*** Data for this exercise

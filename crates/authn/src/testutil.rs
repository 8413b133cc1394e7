//! Shared test utilities for authentication testing.
//!
//! Helpers for building a ready-to-sign key authority and codec, crafting
//! raw JWT strings for attack testing, and asserting on [`AuthError`]
//! variants. Feature-gated behind `testutil`.
//!
//! # Usage
//!
//! ```toml
//! [dev-dependencies]
//! tokenward-authn = { path = "../authn", features = ["testutil"] }
//! ```
//!
//! ```no_run
//! // Requires the `testutil` feature to be enabled.
//! use tokenward_authn::testutil::{craft_raw_jwt, rotated_codec};
//! ```
//!
//! [`AuthError`]: crate::error::AuthError

use std::{sync::Arc, time::Duration};

use base64::{Engine, engine::general_purpose::URL_SAFE_NO_PAD};
use tokenward_storage::Clock;

use crate::{jwt::TokenCodec, key_authority::KeyAuthority};

/// Issuer used by [`rotated_codec`].
pub const TEST_ISSUER: &str = "tokenward-test";

/// Creates a key authority that already has a current key, plus a codec
/// signing with it.
///
/// # Panics
///
/// Panics if the initial rotation fails.
pub async fn rotated_codec(
    clock: Arc<dyn Clock>,
    retention: Duration,
) -> (Arc<KeyAuthority>, TokenCodec) {
    let keys = Arc::new(KeyAuthority::builder().retention(retention).clock(clock.clone()).build());
    keys.rotate().await.expect("initial rotation");
    let codec = TokenCodec::new(keys.clone(), TEST_ISSUER, clock);
    (keys, codec)
}

/// Creates a raw JWT string from arbitrary header and payload JSON.
///
/// The resulting JWT has the structure `{header_b64}.{payload_b64}.`
/// with an empty signature. Useful for testing rejection of malformed or
/// attack JWTs (e.g., `alg: "none"`, algorithm confusion).
///
/// # Panics
///
/// Panics if JSON serialization fails.
pub fn craft_raw_jwt(header_json: &serde_json::Value, payload_json: &serde_json::Value) -> String {
    let header_b64 = URL_SAFE_NO_PAD.encode(serde_json::to_vec(header_json).expect("header json"));
    let payload_b64 =
        URL_SAFE_NO_PAD.encode(serde_json::to_vec(payload_json).expect("payload json"));
    format!("{header_b64}.{payload_b64}.")
}

/// Asserts that a [`Result<T, AuthError>`] is an `Err` matching the given
/// [`AuthError`] variant.
///
/// # Examples
///
/// ```no_run
/// // Requires the `testutil` feature to be enabled.
/// use tokenward_authn::assert_auth_error;
/// use tokenward_authn::error::AuthError;
///
/// let result: Result<(), AuthError> = Err(AuthError::TokenExpired);
/// assert_auth_error!(result, TokenExpired);
/// ```
///
/// [`AuthError`]: crate::error::AuthError
#[macro_export]
macro_rules! assert_auth_error {
    ($result:expr, $variant:ident) => {
        assert!(
            matches!($result, Err($crate::error::AuthError::$variant { .. })),
            "expected AuthError::{}, got: {:?}",
            stringify!($variant),
            $result,
        );
    };
    ($result:expr, $variant:ident, $msg:expr) => {
        assert!(
            matches!($result, Err($crate::error::AuthError::$variant { .. })),
            "{}: expected AuthError::{}, got: {:?}",
            $msg,
            stringify!($variant),
            $result,
        );
    };
}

******

[Assignment]
Which lines in the records above contain the string "expr"? Copy each one.

[Written solution]
    ($result:expr, $variant:ident) => {
    ($result:expr, $variant:ident, $msg:expr) => {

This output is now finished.